-- Opening Marker --
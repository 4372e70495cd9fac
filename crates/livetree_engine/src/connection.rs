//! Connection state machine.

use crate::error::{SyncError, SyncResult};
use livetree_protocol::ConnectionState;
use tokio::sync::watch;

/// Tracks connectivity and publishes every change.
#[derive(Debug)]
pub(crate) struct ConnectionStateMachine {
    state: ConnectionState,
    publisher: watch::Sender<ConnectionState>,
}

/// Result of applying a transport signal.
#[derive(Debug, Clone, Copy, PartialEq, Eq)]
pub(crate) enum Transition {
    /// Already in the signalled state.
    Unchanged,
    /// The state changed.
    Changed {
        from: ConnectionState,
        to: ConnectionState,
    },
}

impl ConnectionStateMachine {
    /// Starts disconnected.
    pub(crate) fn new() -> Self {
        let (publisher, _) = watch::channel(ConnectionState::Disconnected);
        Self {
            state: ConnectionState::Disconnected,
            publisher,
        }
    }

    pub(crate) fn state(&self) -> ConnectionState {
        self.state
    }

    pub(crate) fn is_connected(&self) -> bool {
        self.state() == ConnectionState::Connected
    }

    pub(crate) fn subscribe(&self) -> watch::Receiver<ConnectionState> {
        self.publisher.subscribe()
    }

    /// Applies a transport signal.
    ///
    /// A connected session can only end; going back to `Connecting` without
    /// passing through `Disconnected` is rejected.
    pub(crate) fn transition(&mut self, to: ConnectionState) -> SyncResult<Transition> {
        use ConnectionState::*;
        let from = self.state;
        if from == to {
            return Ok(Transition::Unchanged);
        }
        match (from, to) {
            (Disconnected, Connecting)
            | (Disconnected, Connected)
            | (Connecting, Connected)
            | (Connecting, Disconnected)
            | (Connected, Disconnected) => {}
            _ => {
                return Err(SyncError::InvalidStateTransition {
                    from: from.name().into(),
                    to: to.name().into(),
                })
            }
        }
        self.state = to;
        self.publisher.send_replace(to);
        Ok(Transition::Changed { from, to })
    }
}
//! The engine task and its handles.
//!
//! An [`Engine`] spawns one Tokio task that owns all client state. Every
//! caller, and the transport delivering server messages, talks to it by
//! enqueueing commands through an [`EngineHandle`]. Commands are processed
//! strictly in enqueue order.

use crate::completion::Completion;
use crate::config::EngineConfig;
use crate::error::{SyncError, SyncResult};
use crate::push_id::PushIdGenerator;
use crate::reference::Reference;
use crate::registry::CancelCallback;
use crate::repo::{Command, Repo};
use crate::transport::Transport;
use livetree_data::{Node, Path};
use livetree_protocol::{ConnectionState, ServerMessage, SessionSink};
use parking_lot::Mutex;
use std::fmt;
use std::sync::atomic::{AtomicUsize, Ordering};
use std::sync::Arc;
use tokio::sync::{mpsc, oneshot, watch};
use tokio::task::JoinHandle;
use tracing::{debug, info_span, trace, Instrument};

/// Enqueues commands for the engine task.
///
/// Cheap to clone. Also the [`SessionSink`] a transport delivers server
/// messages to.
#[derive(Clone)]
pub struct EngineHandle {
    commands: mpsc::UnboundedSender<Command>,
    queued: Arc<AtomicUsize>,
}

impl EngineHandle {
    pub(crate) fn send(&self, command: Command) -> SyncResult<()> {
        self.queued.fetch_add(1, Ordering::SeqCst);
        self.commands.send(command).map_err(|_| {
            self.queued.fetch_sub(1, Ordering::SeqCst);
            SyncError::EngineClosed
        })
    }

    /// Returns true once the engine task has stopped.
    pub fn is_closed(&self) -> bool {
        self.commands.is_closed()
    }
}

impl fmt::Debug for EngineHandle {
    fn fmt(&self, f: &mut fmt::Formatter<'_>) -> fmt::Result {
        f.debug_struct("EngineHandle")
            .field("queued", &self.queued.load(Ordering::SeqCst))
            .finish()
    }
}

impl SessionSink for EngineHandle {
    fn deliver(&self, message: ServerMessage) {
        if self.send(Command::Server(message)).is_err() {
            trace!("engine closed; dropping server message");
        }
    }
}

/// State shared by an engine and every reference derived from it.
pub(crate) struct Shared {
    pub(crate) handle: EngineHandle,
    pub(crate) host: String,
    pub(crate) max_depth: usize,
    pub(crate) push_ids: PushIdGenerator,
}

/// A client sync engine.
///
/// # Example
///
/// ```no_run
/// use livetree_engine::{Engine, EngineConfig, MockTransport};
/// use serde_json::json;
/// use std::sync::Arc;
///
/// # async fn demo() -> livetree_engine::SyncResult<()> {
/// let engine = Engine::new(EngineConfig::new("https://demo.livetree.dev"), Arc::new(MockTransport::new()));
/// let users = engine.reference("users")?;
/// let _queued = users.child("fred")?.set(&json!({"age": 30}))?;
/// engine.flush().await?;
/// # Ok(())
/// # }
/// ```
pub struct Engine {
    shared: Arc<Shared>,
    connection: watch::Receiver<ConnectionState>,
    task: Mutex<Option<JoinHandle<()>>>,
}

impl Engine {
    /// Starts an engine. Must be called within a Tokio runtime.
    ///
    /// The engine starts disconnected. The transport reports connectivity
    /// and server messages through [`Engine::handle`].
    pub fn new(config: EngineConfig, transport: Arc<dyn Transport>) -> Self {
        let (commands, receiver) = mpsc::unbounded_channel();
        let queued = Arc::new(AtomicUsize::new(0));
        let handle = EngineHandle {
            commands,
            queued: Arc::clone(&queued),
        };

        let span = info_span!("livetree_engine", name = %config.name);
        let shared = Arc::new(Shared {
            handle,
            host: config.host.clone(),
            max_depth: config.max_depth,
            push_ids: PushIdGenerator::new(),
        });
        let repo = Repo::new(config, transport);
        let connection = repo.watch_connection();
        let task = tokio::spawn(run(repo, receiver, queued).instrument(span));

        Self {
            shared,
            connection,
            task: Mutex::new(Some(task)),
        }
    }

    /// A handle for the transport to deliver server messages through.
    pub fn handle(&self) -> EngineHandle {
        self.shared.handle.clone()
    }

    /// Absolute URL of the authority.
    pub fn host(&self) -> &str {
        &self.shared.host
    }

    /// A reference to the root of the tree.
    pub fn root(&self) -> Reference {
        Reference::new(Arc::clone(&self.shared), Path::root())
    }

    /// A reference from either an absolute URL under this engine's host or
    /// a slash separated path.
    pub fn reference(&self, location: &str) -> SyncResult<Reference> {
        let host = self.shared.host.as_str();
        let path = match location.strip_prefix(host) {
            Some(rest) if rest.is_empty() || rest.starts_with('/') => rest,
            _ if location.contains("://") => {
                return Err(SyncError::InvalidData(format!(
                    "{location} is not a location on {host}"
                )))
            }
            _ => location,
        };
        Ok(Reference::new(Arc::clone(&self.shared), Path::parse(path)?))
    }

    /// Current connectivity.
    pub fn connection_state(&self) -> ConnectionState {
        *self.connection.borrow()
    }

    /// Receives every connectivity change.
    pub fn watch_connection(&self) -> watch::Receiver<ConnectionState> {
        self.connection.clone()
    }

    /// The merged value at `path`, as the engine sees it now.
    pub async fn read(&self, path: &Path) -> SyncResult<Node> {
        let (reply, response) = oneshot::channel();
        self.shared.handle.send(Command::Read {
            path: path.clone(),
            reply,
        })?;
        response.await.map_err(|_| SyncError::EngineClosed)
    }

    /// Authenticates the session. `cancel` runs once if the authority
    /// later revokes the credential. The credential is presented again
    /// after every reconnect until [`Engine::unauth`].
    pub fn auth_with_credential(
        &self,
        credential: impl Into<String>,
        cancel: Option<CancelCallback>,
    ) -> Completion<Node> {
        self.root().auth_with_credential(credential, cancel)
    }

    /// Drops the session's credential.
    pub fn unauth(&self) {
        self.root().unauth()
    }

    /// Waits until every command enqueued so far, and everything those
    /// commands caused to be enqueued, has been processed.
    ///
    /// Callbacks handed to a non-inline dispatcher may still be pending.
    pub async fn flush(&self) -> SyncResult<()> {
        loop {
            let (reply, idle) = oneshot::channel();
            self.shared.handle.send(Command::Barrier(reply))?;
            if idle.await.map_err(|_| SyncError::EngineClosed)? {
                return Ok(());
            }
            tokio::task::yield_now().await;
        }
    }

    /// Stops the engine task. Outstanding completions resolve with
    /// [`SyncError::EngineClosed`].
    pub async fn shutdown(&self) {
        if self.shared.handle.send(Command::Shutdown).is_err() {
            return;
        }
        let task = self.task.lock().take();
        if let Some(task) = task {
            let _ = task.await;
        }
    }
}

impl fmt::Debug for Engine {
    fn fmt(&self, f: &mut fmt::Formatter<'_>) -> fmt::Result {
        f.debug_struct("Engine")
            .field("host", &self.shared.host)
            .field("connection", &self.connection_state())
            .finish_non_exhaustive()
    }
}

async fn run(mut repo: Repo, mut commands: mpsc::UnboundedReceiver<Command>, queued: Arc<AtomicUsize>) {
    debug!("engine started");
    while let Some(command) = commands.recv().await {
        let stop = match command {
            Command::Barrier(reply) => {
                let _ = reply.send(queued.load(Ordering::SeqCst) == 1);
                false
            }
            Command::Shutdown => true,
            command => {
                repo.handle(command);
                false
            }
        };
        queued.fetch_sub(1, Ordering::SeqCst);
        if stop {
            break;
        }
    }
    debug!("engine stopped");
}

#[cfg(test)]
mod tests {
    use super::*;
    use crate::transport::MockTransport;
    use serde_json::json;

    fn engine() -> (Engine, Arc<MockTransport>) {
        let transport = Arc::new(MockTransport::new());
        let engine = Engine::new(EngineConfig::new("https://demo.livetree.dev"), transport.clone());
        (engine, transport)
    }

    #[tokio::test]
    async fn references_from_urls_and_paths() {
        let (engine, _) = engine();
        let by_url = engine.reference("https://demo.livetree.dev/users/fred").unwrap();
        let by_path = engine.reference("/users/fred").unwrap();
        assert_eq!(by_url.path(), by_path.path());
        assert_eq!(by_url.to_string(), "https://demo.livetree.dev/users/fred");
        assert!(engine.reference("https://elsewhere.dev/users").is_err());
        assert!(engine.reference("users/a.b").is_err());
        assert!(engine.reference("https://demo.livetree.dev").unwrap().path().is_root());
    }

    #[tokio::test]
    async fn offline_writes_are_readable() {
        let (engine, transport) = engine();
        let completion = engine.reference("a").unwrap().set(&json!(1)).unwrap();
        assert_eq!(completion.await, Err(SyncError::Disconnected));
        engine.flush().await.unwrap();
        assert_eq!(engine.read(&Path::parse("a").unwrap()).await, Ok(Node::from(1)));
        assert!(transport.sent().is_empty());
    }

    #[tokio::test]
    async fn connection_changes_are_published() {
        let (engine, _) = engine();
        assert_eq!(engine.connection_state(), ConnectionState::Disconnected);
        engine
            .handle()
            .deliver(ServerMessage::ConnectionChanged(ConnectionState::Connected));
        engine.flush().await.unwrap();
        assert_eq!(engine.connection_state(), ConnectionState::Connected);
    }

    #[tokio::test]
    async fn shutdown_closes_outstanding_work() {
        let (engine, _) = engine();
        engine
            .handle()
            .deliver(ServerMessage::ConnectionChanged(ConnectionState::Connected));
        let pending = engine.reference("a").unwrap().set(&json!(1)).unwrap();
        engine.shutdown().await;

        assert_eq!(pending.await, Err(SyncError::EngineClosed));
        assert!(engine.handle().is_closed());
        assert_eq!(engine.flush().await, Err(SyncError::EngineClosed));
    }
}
-- Closing Marker --
▶ Work task:
Look above for the line holding "use livetree_protocol::ConnectionState;" and the line holding "Commands are processed", then output exactly those two lines and every line between them, nothing more.

▶ Answer space:
use livetree_protocol::ConnectionState;
use tokio::sync::watch;

/// Tracks connectivity and publishes every change.
#[derive(Debug)]
pub(crate) struct ConnectionStateMachine {
    state: ConnectionState,
    publisher: watch::Sender<ConnectionState>,
}

/// Result of applying a transport signal.
#[derive(Debug, Clone, Copy, PartialEq, Eq)]
pub(crate) enum Transition {
    /// Already in the signalled state.
    Unchanged,
    /// The state changed.
    Changed {
        from: ConnectionState,
        to: ConnectionState,
    },
}

impl ConnectionStateMachine {
    /// Starts disconnected.
    pub(crate) fn new() -> Self {
        let (publisher, _) = watch::channel(ConnectionState::Disconnected);
        Self {
            state: ConnectionState::Disconnected,
            publisher,
        }
    }

    pub(crate) fn state(&self) -> ConnectionState {
        self.state
    }

    pub(crate) fn is_connected(&self) -> bool {
        self.state() == ConnectionState::Connected
    }

    pub(crate) fn subscribe(&self) -> watch::Receiver<ConnectionState> {
        self.publisher.subscribe()
    }

    /// Applies a transport signal.
    ///
    /// A connected session can only end; going back to `Connecting` without
    /// passing through `Disconnected` is rejected.
    pub(crate) fn transition(&mut self, to: ConnectionState) -> SyncResult<Transition> {
        use ConnectionState::*;
        let from = self.state;
        if from == to {
            return Ok(Transition::Unchanged);
        }
        match (from, to) {
            (Disconnected, Connecting)
            | (Disconnected, Connected)
            | (Connecting, Connected)
            | (Connecting, Disconnected)
            | (Connected, Disconnected) => {}
            _ => {
                return Err(SyncError::InvalidStateTransition {
                    from: from.name().into(),
                    to: to.name().into(),
                })
            }
        }
        self.state = to;
        self.publisher.send_replace(to);
        Ok(Transition::Changed { from, to })
    }
}
//! The engine task and its handles.
//!
//! An [`Engine`] spawns one Tokio task that owns all client state. Every
//! caller, and the transport delivering server messages, talks to it by
//! enqueueing commands through an [`EngineHandle`]. Commands are processed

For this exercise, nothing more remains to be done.